The reports went on to describe the bizarre alien language from these gigantic humanoid creatures. Their voices, which the newspaper referred to as “squawking” were indecipherable to the terrified earthlings who witnessed the first contact.
Even more frightening than the appearance or sound of the creatures was the effect of their technology. All electronics in the region were knocked out, even as the intense heat from the UFOs scorched the nearby ground.
Al-Ghad recounted how many terrified residents of Jafr fled into the desert to escape the alien invasion. Much to everyone’s relief, after one hour and forty minutes, the mysterious alien visitors reboarded their spaceships and departed, without ever making their intentions known. All that remains of this close encounter are the scorch marks on the desert floor and horrifying memories to haunt the nightmares of the befuddled community.

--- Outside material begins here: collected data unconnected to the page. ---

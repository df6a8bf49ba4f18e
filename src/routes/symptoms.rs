use axum::{
    extract::{Query, State},
    routing::get,
    Json, Router,
};

use super::UserQuery;
use crate::error::AppResult;
use crate::models::SymptomsByDate;
use crate::store::DateFilter;
use crate::AppState;

pub fn routes(state: AppState) -> Router {
    Router::new()
        .route("/symptoms", get(get_symptoms_grouped))
        .with_state(state)
}

/// Days that have at least one symptom, newest first.
async fn get_symptoms_grouped(
    State(state): State<AppState>,
    Query(query): Query<UserQuery>,
) -> AppResult<Json<Vec<SymptomsByDate>>> {
    let records = state
        .store
        .list_records(query.user_id, DateFilter::default())
        .await?;

    let result: Vec<SymptomsByDate> = records
        .into_iter()
        .rev()
        .filter(|r| !r.symptoms.is_empty())
        .map(|r| SymptomsByDate {
            date: r.date,
            symptoms: r.symptoms.into_iter().collect(),
        })
        .collect();

    Ok(Json(result))
}
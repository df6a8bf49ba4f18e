//! Period history derived from the daily records: bleeding periods, cycle
//! lengths and where the user currently is in their cycle.

use chrono::{Duration, NaiveDate};

use crate::calendar::{classify_flow, RecordIndex};
use crate::models::{BleedingDay, BleedingPeriod, CycleStat, CycleStats, CycleSummary, DateRecord};

/// Cycle length assumed until the user has a completed cycle on record.
pub const DEFAULT_CYCLE_LENGTH: i64 = 28;

/// Fertile window, in days after the cycle start (inclusive).
pub const FERTILE_WINDOW: (i64, i64) = (12, 16);

/// Split flow days into periods of consecutive dates.
pub fn group_bleeding_days(records: &[DateRecord]) -> Vec<BleedingPeriod> {
    let index = RecordIndex::build(records);
    let mut periods: Vec<BleedingPeriod> = Vec::new();
    let mut current: Vec<BleedingDay> = Vec::new();

    for date in index.dates() {
        let Some(record) = index.active_on(date) else {
            continue;
        };
        let intensity = record.flow_intensity.unwrap_or(0);
        let Some(level) = classify_flow(Some(intensity)).filter(|_| intensity > 0) else {
            continue;
        };

        let continues = current
            .last()
            .is_some_and(|prev| date.signed_duration_since(prev.date).num_days() == 1);
        if !continues && !current.is_empty() {
            periods.push(close_period(std::mem::take(&mut current)));
        }
        current.push(BleedingDay {
            date,
            intensity,
            level,
        });
    }

    if !current.is_empty() {
        periods.push(close_period(current));
    }
    periods
}

fn close_period(days: Vec<BleedingDay>) -> BleedingPeriod {
    // Callers only close non-empty runs.
    let start_date = days[0].date;
    let end_date = days[days.len() - 1].date;
    BleedingPeriod {
        start_date,
        end_date,
        days,
    }
}

/// One cycle per period; a cycle runs until the next period starts.
pub fn cycle_stats(periods: &[BleedingPeriod]) -> CycleStats {
    let cycle_stats: Vec<CycleStat> = periods
        .iter()
        .enumerate()
        .map(|(i, period)| CycleStat {
            cycle_number: i as u32 + 1,
            start_date: period.start_date,
            period_length: period.days.len() as i64,
            cycle_length: periods
                .get(i + 1)
                .map(|next| (next.start_date - period.start_date).num_days()),
        })
        .collect();

    let average_period_length = mean(cycle_stats.iter().map(|c| c.period_length));
    let average_cycle_length = mean(cycle_stats.iter().filter_map(|c| c.cycle_length));

    CycleStats {
        average_period_length,
        average_cycle_length,
        cycle_stats,
    }
}

fn mean(values: impl Iterator<Item = i64>) -> f64 {
    let (sum, count) = values.fold((0i64, 0u32), |(s, c), v| (s + v, c + 1));
    if count == 0 {
        0.0
    } else {
        sum as f64 / count as f64
    }
}

/// Where `today` falls in the cycle that began on `start_date`.
///
/// `average_cycle_length` of 0 (no completed cycles yet) falls back to
/// [`DEFAULT_CYCLE_LENGTH`].
pub fn cycle_summary(start_date: NaiveDate, today: NaiveDate, average_cycle_length: f64) -> CycleSummary {
    let cycle_length = if average_cycle_length > 0.0 {
        average_cycle_length.round() as i64
    } else {
        DEFAULT_CYCLE_LENGTH
    };
    let cycle_day = (today - start_date).num_days();
    let fertile = start_date + Duration::days(FERTILE_WINDOW.0)..=start_date + Duration::days(FERTILE_WINDOW.1);

    CycleSummary {
        cycle_day,
        in_fertile_window: fertile.contains(&today),
        period_expected_in_days: cycle_length - cycle_day,
        start_date,
    }
}
// src/table.rs
use std::collections::BTreeMap;
use tracing::warn;

use crate::types::{AnnualizedQuote, FundingQuote};

/// Annualized quotes per symbol, one per exchange, in the order exchanges
/// were visited. Filled by the orchestrator, read-only for everyone else.
#[derive(Debug, Clone, Default, PartialEq)]
pub struct SymbolRateTable {
    rows: BTreeMap<String, Vec<AnnualizedQuote>>,
}

impl SymbolRateTable {
    pub fn from_quotes<I: IntoIterator<Item = FundingQuote>>(quotes: I) -> Self {
        let mut table = Self::default();
        for q in quotes {
            table.insert(q);
        }
        table
    }

    /// Returns false when the exchange already has a quote for the symbol.
    pub(crate) fn insert(&mut self, quote: FundingQuote) -> bool {
        let row = self.rows.entry(quote.symbol.clone()).or_default();
        if row.iter().any(|q| q.exchange == quote.exchange) {
            warn!(exchange = %quote.exchange, symbol = %quote.symbol, "duplicate quote ignored");
            return false;
        }
        row.push(quote.annualized());
        true
    }

    pub fn get(&self, symbol: &str) -> Option<&[AnnualizedQuote]> {
        self.rows.get(symbol).map(Vec::as_slice)
    }

    pub fn iter(&self) -> impl Iterator<Item = (&str, &[AnnualizedQuote])> {
        self.rows.iter().map(|(s, q)| (s.as_str(), q.as_slice()))
    }

    pub fn symbols(&self) -> impl Iterator<Item = &str> {
        self.rows.keys().map(String::as_str)
    }

    /// Number of symbols.
    pub fn len(&self) -> usize {
        self.rows.len()
    }

    pub fn is_empty(&self) -> bool {
        self.rows.is_empty()
    }

    pub fn quote_count(&self) -> usize {
        self.rows.values().map(Vec::len).sum()
    }
}
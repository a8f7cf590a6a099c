// src/publishing.rs
use std::fmt::Write as _;

use crate::scanner::ScanOutcome;

#[async_trait::async_trait]
pub trait Publisher: Send + Sync + 'static {
    /// Hand a finished scan to wherever it should go.
    async fn publish(&self, outcome: &ScanOutcome) -> anyhow::Result<()>;
}

/// Human-readable table on stdout.
pub struct StdoutPublisher;

#[async_trait::async_trait]
impl Publisher for StdoutPublisher {
    async fn publish(&self, outcome: &ScanOutcome) -> anyhow::Result<()> {
        print!("{}", render_table(outcome));
        Ok(())
    }
}

/// The outcome as one JSON document on stdout.
pub struct JsonPublisher {
    pub pretty: bool,
}

#[async_trait::async_trait]
impl Publisher for JsonPublisher {
    async fn publish(&self, outcome: &ScanOutcome) -> anyhow::Result<()> {
        let out = if self.pretty {
            serde_json::to_string_pretty(outcome)?
        } else {
            serde_json::to_string(outcome)?
        };
        println!("{out}");
        Ok(())
    }
}

pub fn render_table(outcome: &ScanOutcome) -> String {
    let mut s = String::new();
    if outcome.opportunities.is_empty() {
        let _ = writeln!(s, "no opportunities ({} quotes collected)", outcome.quotes_collected);
    } else {
        let _ = writeln!(
            s,
            "{:<12} {:<14} {:<14} {:>10} {:>10} {:>10}",
            "SYMBOL", "LONG", "SHORT", "LONG %", "SHORT %", "SPREAD %"
        );
        for o in &outcome.opportunities {
            let _ = writeln!(
                s,
                "{:<12} {:<14} {:<14} {:>10.2} {:>10.2} {:>10.2}",
                o.symbol, o.long_exchange, o.short_exchange, o.long_rate, o.short_rate, o.spread
            );
        }
    }
    if !outcome.skipped.is_empty() {
        let _ = writeln!(s, "\nskipped:");
        for sk in &outcome.skipped {
            let _ = writeln!(s, "  {} ({}): {}", sk.exchange, sk.stage, sk.reason);
        }
    }
    if !outcome.omitted.is_empty() {
        let _ = writeln!(s, "\n{} quote(s) omitted", outcome.omitted.len());
    }
    s
}
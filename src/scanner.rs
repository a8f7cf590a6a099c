// src/scanner.rs
use serde::Serialize;
use tracing::info;

use crate::arbitrage::ArbitrageEngine;
use crate::config::{ms, ScannerConfig};
use crate::orchestrator::{FetchOrchestrator, ScanError};
use crate::providers::build_adapter;
use crate::throttle::{RateLimiter, RetryPolicy};
use crate::types::{ArbitrageOpportunity, OmittedQuote, SkippedExchange};

const USER_AGENT: &str = concat!("funding-arb/", env!("CARGO_PKG_VERSION"));

#[derive(Debug, Clone, Serialize)]
pub struct ScanOutcome {
    pub opportunities: Vec<ArbitrageOpportunity>,
    pub skipped: Vec<SkippedExchange>,
    pub omitted: Vec<OmittedQuote>,
    pub quotes_collected: usize,
}

/// One full pass: list, fetch, rank.
pub struct Scanner {
    orchestrator: FetchOrchestrator,
    engine: ArbitrageEngine,
}

impl Scanner {
    pub fn new(orchestrator: FetchOrchestrator, engine: ArbitrageEngine) -> Self {
        Self { orchestrator, engine }
    }

    pub fn from_config(cfg: &ScannerConfig) -> Result<Self, ScanError> {
        cfg.validate()?;
        let http = reqwest::Client::builder()
            .timeout(ms(cfg.request_timeout_ms))
            .user_agent(USER_AGENT)
            .build()?;

        let adapters = cfg
            .exchanges
            .iter()
            .map(|id| build_adapter(*id, http.clone(), cfg.base_urls.get(id).map(String::as_str)))
            .collect();

        let limiter = cfg
            .request_interval_overrides_ms
            .iter()
            .fold(RateLimiter::new(ms(cfg.min_request_interval_ms)), |l, (ex, d)| {
                l.with_override(*ex, ms(*d))
            });

        let retry = RetryPolicy::new(cfg.max_attempts, ms(cfg.base_delay_ms))
            .with_max_delay(ms(cfg.max_delay_ms))
            .with_jitter(cfg.jitter);

        let delay = ms(cfg.inter_exchange_delay_ms);
        let orchestrator = FetchOrchestrator::new(adapters, limiter, retry, delay)
            .with_min_listings(cfg.min_listings)
            .with_symbols(cfg.symbol_filter());
        let engine =
            ArbitrageEngine::new(cfg.min_spread, cfg.top_n).with_convention(cfg.sign_convention);
        Ok(Self::new(orchestrator, engine))
    }

    pub async fn run(&self) -> Result<ScanOutcome, ScanError> {
        let exchanges: Vec<String> = self.orchestrator.exchanges().map(|e| e.to_string()).collect();
        info!(
            exchanges = %exchanges.join(","),
            min_spread = self.engine.min_spread,
            top_n = self.engine.top_n,
            "scan started"
        );

        let report = self.orchestrator.run().await?;
        let opportunities = self.engine.rank(&report.table);
        info!(
            symbols = report.table.len(),
            quotes = report.table.quote_count(),
            opportunities = opportunities.len(),
            skipped = report.skipped.len(),
            "scan finished"
        );
        Ok(ScanOutcome {
            quotes_collected: report.table.quote_count(),
            opportunities,
            skipped: report.skipped,
            omitted: report.omitted,
        })
    }
}

#[cfg(test)]
mod tests {
    use super::*;
    use crate::orchestrator::fakes::FakeExchange;
    use crate::providers::{ExchangeAdapter, FetchError};
    use crate::types::ExchangeId::*;
    use std::time::Duration;

    fn scanner(adapters: Vec<FakeExchange>, min_spread: f64) -> Scanner {
        let orchestrator = FetchOrchestrator::new(
            adapters.into_iter().map(|a| Box::new(a) as Box<dyn ExchangeAdapter>).collect(),
            RateLimiter::unthrottled(),
            RetryPolicy::new(3, Duration::from_millis(1)),
            Duration::ZERO,
        );
        Scanner::new(orchestrator, ArbitrageEngine::new(min_spread, 15))
    }

    #[tokio::test(start_paused = true)]
    async fn ranks_what_was_fetched() {
        // 8h rates for 5.0%, 7.35% and -1.2% a year
        let out = scanner(
            vec![
                FakeExchange::new(BinanceUsdm, &[("BTC", 5.0 / 109_500.0)]),
                FakeExchange::failing_listing(Bybit, FetchError::permanent(Bybit, "HTTP 403")),
                FakeExchange::new(KrakenFutures, &[("BTC", 7.35 / 109_500.0)]),
                FakeExchange::new(Okx, &[("BTC", -1.2 / 109_500.0)]),
            ],
            2.0,
        )
        .run()
        .await
        .unwrap();
        assert_eq!(out.quotes_collected, 3);
        assert_eq!(out.opportunities.len(), 1);
        assert_eq!(out.opportunities[0].long_exchange, Okx);
        assert_eq!(out.opportunities[0].short_exchange, KrakenFutures);
        assert_eq!(out.skipped.len(), 1);
    }

    #[tokio::test(start_paused = true)]
    async fn empty_result_is_not_an_error() {
        let out = scanner(
            vec![
                FakeExchange::new(BinanceUsdm, &[("BTC", 0.0001)]),
                FakeExchange::new(Okx, &[("BTC", 0.0001)]),
            ],
            1.0,
        )
        .run()
        .await
        .unwrap();
        assert!(out.opportunities.is_empty());
        assert_eq!(out.quotes_collected, 2);
    }

    #[test]
    fn from_config_rejects_invalid_config() {
        let cfg = ScannerConfig { top_n: 0, ..ScannerConfig::default() };
        assert!(matches!(Scanner::from_config(&cfg), Err(ScanError::Config(_))));
    }

    #[test]
    fn from_config_builds_every_selected_exchange() {
        let cfg = ScannerConfig { exchanges: vec![Okx, Hyperliquid], ..ScannerConfig::default() };
        let s = Scanner::from_config(&cfg).unwrap();
        assert_eq!(s.orchestrator.exchanges().collect::<Vec<_>>(), vec![Okx, Hyperliquid]);
    }
}
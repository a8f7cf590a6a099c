// src/funding.rs
const HOUR_MS: f64 = 3_600_000.0;
const HOURS_PER_DAY: f64 = 24.0;
const DAYS_PER_YEAR: f64 = 365.0;

/// Scale a per-interval funding fraction to a yearly percentage.
#[inline]
pub fn annualize(rate: f64, interval_hours: u32) -> f64 {
    rate * (HOURS_PER_DAY / interval_hours as f64) * DAYS_PER_YEAR * 100.0
}

/// Hours between two settlement timestamps, rounded to the nearest hour.
/// `None` when the gap rounds to zero (duplicate or out-of-order points) or
/// the timestamps are too far apart to subtract.
pub fn interval_between(earlier_ms: i64, later_ms: i64) -> Option<u32> {
    let hours = (later_ms.checked_sub(earlier_ms)? as f64 / HOUR_MS).round();
    if hours >= 1.0 && hours <= u32::MAX as f64 {
        Some(hours as u32)
    } else {
        None
    }
}

/// Infer the interval from the two most recent settlements in an unordered
/// history.
pub fn infer_interval_hours(settlements_ms: &[i64]) -> Option<u32> {
    let mut ts = settlements_ms.to_vec();
    ts.sort_unstable();
    ts.dedup();
    match ts.as_slice() {
        [.., a, b] => interval_between(*a, *b),
        _ => None,
    }
}

/// Interval for a quote: explicit hint, then settlement history, then the
/// exchange default.
pub fn resolve_interval(hint: Option<u32>, settlements_ms: &[i64], default_hours: u32) -> u32 {
    hint.filter(|h| *h > 0)
        .or_else(|| infer_interval_hours(settlements_ms))
        .unwrap_or(default_hours)
}
// src/arbitrage.rs
use ordered_float::OrderedFloat;
use serde::{Deserialize, Serialize};
use std::cmp::Reverse;

use crate::table::SymbolRateTable;
use crate::types::{AnnualizedQuote, ArbitrageOpportunity};

/// What a positive funding rate means for the two sides.
///
/// Under `LongsPayPositive` (the usual perpetual convention) longs pay shorts
/// when the rate is positive, so the trade is long where the rate is lowest
/// and short where it is highest. `ShortsPayPositive` flips the legs. Either
/// way the spread is the funding captured by the pair and is never negative.
#[derive(Debug, Clone, Copy, PartialEq, Eq, Default, Serialize, Deserialize)]
#[serde(rename_all = "snake_case")]
pub enum SignConvention {
    #[default]
    LongsPayPositive,
    ShortsPayPositive,
}

impl SignConvention {
    /// (long leg, short leg)
    fn legs<'a>(
        self,
        a: &'a AnnualizedQuote,
        b: &'a AnnualizedQuote,
    ) -> (&'a AnnualizedQuote, &'a AnnualizedQuote) {
        let (low, high) = if b.annualized_rate < a.annualized_rate { (b, a) } else { (a, b) };
        match self {
            SignConvention::LongsPayPositive => (low, high),
            SignConvention::ShortsPayPositive => (high, low),
        }
    }
}

/// Ranks cross-exchange funding spreads.
///
/// Per symbol only the widest pair survives; a later pair displaces the
/// incumbent only when strictly wider, so ties go to the exchanges visited
/// first. Survivors with `spread >= min_spread` are ordered widest first and
/// cut to `top_n`.
#[derive(Debug, Clone)]
pub struct ArbitrageEngine {
    pub min_spread: f64, // annualized percent, inclusive
    pub top_n: usize,
    pub convention: SignConvention,
}

impl ArbitrageEngine {
    pub fn new(min_spread: f64, top_n: usize) -> Self {
        Self { min_spread, top_n, convention: SignConvention::default() }
    }

    pub fn with_convention(mut self, convention: SignConvention) -> Self {
        self.convention = convention;
        self
    }

    /// Widest long/short pair among one symbol's quotes.
    pub fn best_pair(
        &self,
        symbol: &str,
        quotes: &[AnnualizedQuote],
    ) -> Option<ArbitrageOpportunity> {
        let mut best: Option<ArbitrageOpportunity> = None;
        for (i, a) in quotes.iter().enumerate() {
            for b in &quotes[i + 1..] {
                let (long, short) = self.convention.legs(a, b);
                let spread = (short.annualized_rate - long.annualized_rate).abs();
                if best.as_ref().map_or(true, |cur| spread > cur.spread) {
                    best = Some(ArbitrageOpportunity {
                        symbol: symbol.to_string(),
                        long_exchange: long.exchange,
                        short_exchange: short.exchange,
                        spread,
                        long_rate: long.annualized_rate,
                        short_rate: short.annualized_rate,
                    });
                }
            }
        }
        best
    }

    pub fn rank(&self, table: &SymbolRateTable) -> Vec<ArbitrageOpportunity> {
        let mut out: Vec<ArbitrageOpportunity> = table
            .iter()
            .filter_map(|(symbol, quotes)| self.best_pair(symbol, quotes))
            .filter(|o| o.spread >= self.min_spread)
            .collect();
        // stable: equal spreads keep symbol order
        out.sort_by_key(|o| Reverse(OrderedFloat(o.spread)));
        out.truncate(self.top_n);
        out
    }
}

All of this was reported as news. The only clue that it might not have really happened was in the date at the top of the paper: April 1, 2010. For those who noted the date, it might not have generated the skepticism it would have caused English readers. Al Ghad‘s readers were unaccustomed to seeing April Fool’s Day hoaxes in its pages, and many found the experience less than hilarious.
With their own version of the panic from the 1938 radio show “The War of the Worlds,” Jafr had to deal with the fallout from those who believed the story. Many residents, believing the story, huddled behind locked doors, fearing the worst. School absences skyrocketed as parents kept their children home from classes. The mayor of Jafr even considered the mandatory evacuation of the 13,000 residents but elected against it, fearing that people would be injured in the chaos.
Al Ghad‘s managing editor later apologized for the article, saying “We meant to entertain, not scare people.”